MAMULENGO: PATRIMÔNIO IMATERIAL BRASILEIRO

Mamulengo, joão-redondo, casimira-coco, babau, briguela. Em 2015, o Teatro de Bonecos Popular do Nordeste foi tombado pelo Iphan. Reconhecido como Patrimônio Imaterial Brasileiro. Para Lina Rosa Vieira, idealizadora e curadora do Sesi Bonecos do Mundo, os mestres tradicionais mamulengueiros e suas brincadeiras representam bens culturais de dimensão mundial. Patrimônio Cultural da Humanidade. Um dia serão considerados assim.

Em 2018, o festival tem a alegria e a honra de dedicar sua edição ao Mamulengo: Patrimônio Imaterial Brasileiro.

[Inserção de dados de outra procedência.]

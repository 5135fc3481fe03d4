//! Entity container: canonical bot and projectile lists plus their per-tick update

use glam::Vec2;
use rand::RngCore;

use super::bot::{Bot, BotContext, EnemyKind, Neighbor};
use super::effects::{EffectSink, SoundCue, colors};
use super::map::GameMap;
use super::player::Player;
use super::projectile::{Projectile, WeaponKind};
use super::spatial::{Positioned, SpatialGrid};
use crate::consts::*;

/// Spatial-grid handle for a bot
#[derive(Debug, Clone, Copy, PartialEq)]
pub struct BotRef {
    pub index: usize,
    pub pos: Vec2,
}

impl Positioned for BotRef {
    fn position(&self) -> Vec2 {
        self.pos
    }
}

/// A bot killed by a projectile this tick
#[derive(Debug, Clone, Copy, PartialEq)]
pub struct Kill {
    pub index: usize,
    pub pos: Vec2,
    pub kind: EnemyKind,
}

/// Outcome of one projectile pass
#[derive(Debug, Clone, Default)]
pub struct ProjectileReport {
    pub kills: Vec<Kill>,
    /// Projectiles whose life ended this tick, for explosion dispatch
    pub ended: Vec<Projectile>,
    /// Secret wall cells discovered
    pub secrets: Vec<(i32, i32)>,
    /// Damage that landed on the player
    pub player_hit: i32,
}

#[derive(Debug, Clone, Default)]
pub struct EntityManager {
    bots: Vec<Bot>,
    projectiles: Vec<Projectile>,
    grid: SpatialGrid<BotRef>,
}

impl EntityManager {
    pub fn new() -> Self {
        Self::default()
    }

    pub fn bots(&self) -> &[Bot] {
        &self.bots
    }

    pub fn bots_mut(&mut self) -> &mut [Bot] {
        &mut self.bots
    }

    pub fn projectiles(&self) -> &[Projectile] {
        &self.projectiles
    }

    pub fn add_bot(&mut self, bot: Bot) {
        self.bots.push(bot);
    }

    pub fn add_projectile(&mut self, projectile: Projectile) {
        self.projectiles.push(projectile);
    }

    pub fn reset(&mut self) {
        self.bots.clear();
        self.projectiles.clear();
        self.grid.clear();
    }

    fn rebuild_grid(&mut self) {
        self.grid.update(
            self.bots
                .iter()
                .enumerate()
                .filter(|(_, b)| b.alive)
                .map(|(index, b)| BotRef { index, pos: b.pos }),
        );
    }

    /// Indices of living bots in the 3x3 grid neighbourhood of a point
    pub fn get_nearby_bots(&self, x: f32, y: f32) -> Vec<usize> {
        self.grid
            .get_nearby(x, y)
            .into_iter()
            .map(|r| r.index)
            .filter(|&i| self.bots.get(i).is_some_and(|b| b.alive))
            .collect()
    }

    /// Run one AI step for every bot, collect their shots and evict removed bots
    pub fn update_bots(&mut self, map: &GameMap, player: &mut Player, effects: &mut dyn EffectSink) {
        self.rebuild_grid();
        let mut emitted = Vec::new();

        for i in 0..self.bots.len() {
            if self.bots[i].removed {
                continue;
            }
            let pos = self.bots[i].pos;
            let neighbors: Vec<Neighbor> = self
                .grid
                .get_nearby(pos.x, pos.y)
                .into_iter()
                .filter(|r| r.index != i)
                .map(|r| {
                    let other = &self.bots[r.index];
                    Neighbor {
                        index: r.index,
                        pos: other.pos,
                        radius: other.radius(),
                    }
                })
                .collect();

            let mut ctx = BotContext {
                map,
                dist_sq: pos.distance_squared(player.pos),
                player: &mut *player,
                neighbors: &neighbors,
                pushes: Vec::new(),
            };

            if let Some(shot) = self.bots[i].update(&mut ctx) {
                emitted.push(shot);
                effects.play(SoundCue::EnemyShoot);
            }

            for (index, delta) in ctx.pushes {
                if let Some(other) = self.bots.get_mut(index) {
                    other.pos += delta;
                }
            }
        }

        self.projectiles.extend(emitted);

        let before = self.bots.len();
        self.bots.retain(|b| !b.removed);
        if self.bots.len() != before {
            log::debug!("Evicted {} bots", before - self.bots.len());
        }
    }

    /// Advance every projectile and resolve wall, player and bot hits
    pub fn update_projectiles(
        &mut self,
        map: &GameMap,
        player: &mut Player,
        rng: &mut dyn RngCore,
        effects: &mut dyn EffectSink,
    ) -> ProjectileReport {
        self.rebuild_grid();
        let mut report = ProjectileReport::default();

        for p in self.projectiles.iter_mut() {
            if !p.alive {
                continue;
            }
            p.update(map);

            if !p.alive {
                if let Some(cell) = p.hit_secret {
                    report.secrets.push(cell);
                }
                effects.world_burst(p.pos, p.z, 5, impact_color(p.kind));
                report.ended.push(p.clone());
                continue;
            }

            if !p.is_player {
                if p.pos.distance_squared(player.pos) < ENEMY_PROJECTILE_HIT_RADIUS_SQ {
                    p.alive = false;
                    if player.take_damage(p.damage) {
                        report.player_hit += p.damage;
                        effects.play(SoundCue::PlayerHurt);
                    }
                }
                continue;
            }

            let target = self
                .grid
                .get_nearby(p.pos.x, p.pos.y)
                .into_iter()
                .filter(|r| self.bots[r.index].is_active_enemy())
                .map(|r| (r.index, self.bots[r.index].pos.distance_squared(p.pos)))
                .filter(|&(_, d)| d < PLAYER_PROJECTILE_HIT_RADIUS_SQ)
                .min_by(|a, b| a.1.total_cmp(&b.1));

            if let Some((index, _)) = target {
                let bot = &mut self.bots[index];
                p.alive = false;
                let killed = bot.take_damage(p.damage, false, rng);
                if p.kind == WeaponKind::Freezer {
                    bot.freeze(FREEZE_DURATION);
                }
                let color = if p.kind == WeaponKind::Freezer { colors::FROST } else { colors::BLOOD };
                effects.world_burst(bot.pos, 0.5, 8, color);
                if killed {
                    report.kills.push(Kill {
                        index,
                        pos: bot.pos,
                        kind: bot.kind,
                    });
                }
                report.ended.push(p.clone());
            }
        }

        self.projectiles.retain(|p| p.alive);
        report
    }

    /// Hand items within reach to the player. Returns what was collected.
    pub fn collect_pickups(&mut self, player: &mut Player, effects: &mut dyn EffectSink) -> Vec<EnemyKind> {
        let mut collected = Vec::new();
        if !player.alive {
            return collected;
        }
        for bot in self.bots.iter_mut() {
            if bot.removed || bot.pos.distance(player.pos) >= PICKUP_RADIUS {
                continue;
            }
            let Some(effect) = bot.kind.pickup_effect() else {
                continue;
            };
            if player.apply_pickup(effect) {
                bot.removed = true;
                bot.alive = false;
                collected.push(bot.kind);
                effects.play(SoundCue::Pickup);
                log::debug!("Collected {}", bot.kind.as_str());
            }
        }
        self.bots.retain(|b| !b.removed);
        collected
    }

    /// Living, non-item bots
    pub fn active_enemies(&self) -> usize {
        self.bots.iter().filter(|b| b.is_active_enemy()).count()
    }

    pub fn has_active_boss(&self) -> bool {
        self.bots.iter().any(|b| b.is_active_enemy() && b.kind.is_boss())
    }

    pub fn nearest_enemy_distance(&self, x: f32, y: f32) -> Option<f32> {
        let p = Vec2::new(x, y);
        self.bots
            .iter()
            .filter(|b| b.is_active_enemy())
            .map(|b| b.pos.distance(p))
            .min_by(|a, b| a.total_cmp(b))
    }
}

fn impact_color(kind: WeaponKind) -> [u8; 3] {
    match kind {
        WeaponKind::Plasma => colors::PLASMA,
        WeaponKind::Freezer => colors::FROST,
        _ => colors::SPARK,
    }
}

#[cfg(test)]
mod tests {
    use super::*;
    use crate::settings::Difficulty;
    use crate::sim::effects::RecordingEffects;
    use crate::sim::map::tests::open_map;
    use rand::SeedableRng;
    use rand_pcg::Pcg32;

    fn zombie(x: f32, y: f32) -> Bot {
        Bot::new(EnemyKind::Zombie, Vec2::new(x, y), 1, Difficulty::Normal)
    }

    #[test]
    fn test_nearby_bots_by_index() {
        let map = open_map(30);
        let mut player = Player::new(Vec2::new(28.5, 28.5), 0.0);
        let mut em = EntityManager::new();
        em.add_bot(zombie(2.5, 2.5));
        em.add_bot(zombie(3.5, 2.5));
        em.add_bot(zombie(20.5, 20.5));
        em.update_bots(&map, &mut player, &mut RecordingEffects::default());
        let mut near = em.get_nearby_bots(2.5, 2.5);
        near.sort();
        assert_eq!(near, vec![0, 1]);
    }

    #[test]
    fn test_removed_bots_evicted() {
        let map = open_map(20);
        let mut player = Player::new(Vec2::new(18.5, 18.5), 0.0);
        let mut em = EntityManager::new();
        em.add_bot(zombie(2.5, 2.5));
        em.add_bot(zombie(4.5, 2.5));
        em.bots_mut()[0].removed = true;
        em.update_bots(&map, &mut player, &mut RecordingEffects::default());
        assert_eq!(em.bots().len(), 1);
        assert!(em.bots()[0].pos.x >= 4.5);
    }

    #[test]
    fn test_bot_shots_are_collected() {
        let map = open_map(20);
        let mut player = Player::new(Vec2::new(6.5, 5.5), 0.0);
        let mut em = EntityManager::new();
        em.add_bot(zombie(3.5, 5.5));
        let mut fx = RecordingEffects::default();
        em.update_bots(&map, &mut player, &mut fx);
        assert_eq!(em.projectiles().len(), 1);
        assert_eq!(fx.played(SoundCue::EnemyShoot), 1);
    }

    #[test]
    fn test_enemy_projectile_hits_player() {
        let map = open_map(20);
        let mut player = Player::new(Vec2::new(6.5, 5.5), 0.0);
        let mut em = EntityManager::new();
        em.add_projectile(Projectile::new(Vec2::new(5.9, 5.5), 0.0, 0.2, 7, false, WeaponKind::Normal).unwrap());
        let mut rng = Pcg32::seed_from_u64(0);
        let report = em.update_projectiles(&map, &mut player, &mut rng, &mut RecordingEffects::default());
        assert_eq!(report.player_hit, 7);
        assert_eq!(player.health, PLAYER_HEALTH - 7);
        assert!(em.projectiles().is_empty());
    }

    #[test]
    fn test_player_projectile_kills_nearest_bot() {
        let map = open_map(20);
        let mut player = Player::new(Vec2::new(2.5, 2.5), 0.0);
        let mut em = EntityManager::new();
        em.add_bot(zombie(10.5, 5.5));
        em.add_bot(zombie(11.5, 5.5));
        em.add_projectile(Projectile::new(Vec2::new(9.6, 5.5), 0.0, 0.5, 500, true, WeaponKind::Rocket).unwrap());
        let mut rng = Pcg32::seed_from_u64(0);
        let report = em.update_projectiles(&map, &mut player, &mut rng, &mut RecordingEffects::default());
        assert_eq!(report.kills.len(), 1);
        assert_eq!(report.kills[0].index, 0);
        assert_eq!(report.ended.len(), 1);
        assert_eq!(report.ended[0].kind, WeaponKind::Rocket);
        assert!(em.bots()[1].alive);
        assert_eq!(em.active_enemies(), 1);
    }

    #[test]
    fn test_wall_hit_reports_secret() {
        let mut map = open_map(10);
        map.set_cell(6, 5, WALL_SECRET);
        let mut player = Player::new(Vec2::new(2.5, 2.5), 0.0);
        let mut em = EntityManager::new();
        em.add_projectile(Projectile::new(Vec2::new(5.5, 5.5), 0.0, 0.6, 10, true, WeaponKind::Normal).unwrap());
        let mut rng = Pcg32::seed_from_u64(0);
        let report = em.update_projectiles(&map, &mut player, &mut rng, &mut RecordingEffects::default());
        assert_eq!(report.secrets, vec![(6, 5)]);
        assert_eq!(report.ended.len(), 1);
        assert!(em.projectiles().is_empty());
    }

    #[test]
    fn test_freezer_freezes_target() {
        let map = open_map(20);
        let mut player = Player::new(Vec2::new(2.5, 2.5), 0.0);
        let mut em = EntityManager::new();
        em.add_bot(Bot::new(EnemyKind::Boss, Vec2::new(10.5, 5.5), 1, Difficulty::Normal));
        let freezer = Projectile::new(Vec2::new(9.8, 5.5), 0.0, 0.3, 1, true, WeaponKind::Freezer)
            .unwrap()
            .with_arc(1.0, 0.0, 0.0);
        em.add_projectile(freezer);
        let mut rng = Pcg32::seed_from_u64(0);
        em.update_projectiles(&map, &mut player, &mut rng, &mut RecordingEffects::default());
        assert!(em.bots()[0].frozen);
        assert_eq!(em.bots()[0].frozen_timer, FREEZE_DURATION);
    }

    #[test]
    fn test_collect_pickups() {
        let mut player = Player::new(Vec2::new(5.5, 5.5), 0.0);
        let mut em = EntityManager::new();
        em.add_bot(Bot::new(EnemyKind::BombItem, Vec2::new(5.7, 5.5), 1, Difficulty::Normal));
        em.add_bot(Bot::new(EnemyKind::HealthPack, Vec2::new(5.5, 5.7), 1, Difficulty::Normal));
        em.add_bot(zombie(5.5, 5.4));
        let mut fx = RecordingEffects::default();
        let collected = em.collect_pickups(&mut player, &mut fx);
        // Health is already full, so the pack stays
        assert_eq!(collected, vec![EnemyKind::BombItem]);
        assert_eq!(player.bombs, BOMBS_START + 1);
        assert_eq!(em.bots().len(), 2);
        assert_eq!(em.active_enemies(), 1);
    }

    #[test]
    fn test_nearest_enemy_skips_items_and_dead() {
        let mut em = EntityManager::new();
        em.add_bot(Bot::new(EnemyKind::AmmoBox, Vec2::new(1.0, 0.0), 1, Difficulty::Normal));
        let mut dead = zombie(2.0, 0.0);
        dead.take_damage(1000, false, &mut Pcg32::seed_from_u64(0));
        em.add_bot(dead);
        em.add_bot(zombie(0.0, 5.0));
        assert_eq!(em.nearest_enemy_distance(0.0, 0.0), Some(5.0));
        em.reset();
        assert_eq!(em.nearest_enemy_distance(0.0, 0.0), None);
    }
}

Dentro da programação, a exposição homônima e de caráter museográfico é uma das mais relevantes homenagens. Nela, é apresentado o precioso acervo da maior colecionadora de bonecos populares da América Latina: Magda Modesto, uma das mais importantes pesquisadoras do teatro de títeres do Brasil. 86 anos de vida dedicados às marionetes e às suas expressões artísticas. Falecida em 2011, Magda deixou um legado material e imaterial incalculável. Formou sua coleção a partir das vivências com mestres de todas as partes do mundo. Na exposição, que passa por Fortaleza e João Pessoa, apresentamos cerca de 300 dessas relíquias, com suas respectivas identificações e contextualizações no tempo e no espaço. Raridades dos acervos particulares de mestres mamulengueiros ainda vivos também podem ser apreciadas. A curadoria e a montagem têm a assinatura de Cica Modesto, expressiva cenógrafa, arquiteta e filha de Magda.


Realizar a exposição Mamulengo: Patrimônio Imaterial Brasileiro, com a excelência de suas peças e de seus sentidos histórico e estético, é nossa delicada maneira de dizer ao boneco popular brasileiro: muito obrigada.
Magda Modesto – em memória
Autodidata, Magda Modesto dedicou toda a sua existência ao engrandecimento do teatro de animação nas suas mais variadas correntes e técnicas. A interpretação foi fundamental no esforço coletivo para que essa expressão artística ocupasse um lugar de respeito, dentro e fora do Brasil, e fosse reconhecida como expressão da cultura brasileira.
Dedicada colecionadora de material sobre essa forma de arte, Magda foi ainda uma das fundadoras da Associação Brasileira de Teatro de Bonecos (ABTB), em 1973; da Associação Rio Teatro de Bonecos (ARTB), em 1984; de diversos outros movimentos artísticos que incluíam bonecos; e também foi membro da Union Internationale de la Marionnette (UNIMA). Foi incansável a sua luta para a formação de mais de 90% dos artistas e grupos em atuação no Brasil. Entre eles, estão os grupos Navegando, Sobrevento, Giramundo, Cia. Pequod e Caixa de Elefante.


Foi ativista do movimento de reconhecimento do mamulengo como patrimônio cultural e elemento diferencial da nacionalidade brasileira. Participou e protagonizou diversos congressos, seminários, cursos e festivais, dentro e fora do País. Recebeu, com menção de destaque, o reconhecido Prêmio Zilka Sallaberry de Teatro Infantil, do Centro de Pesquisa e Estudo do Teatro Infantil (Cepetin).
Foi orientadora e amiga da primeira doutora brasileira em Artes Cênicas de Teatro de Animação, pela USP, Ana Maria Amaral. Militou pela causa do teatro de bonecos com Álvaro Apocalypse, Carmosina Araújo, Maria Mazetti, Virgínia Valli, Nini Beltrame, Cacá Sena, entre inúmeros outros artistas e educadores de arte.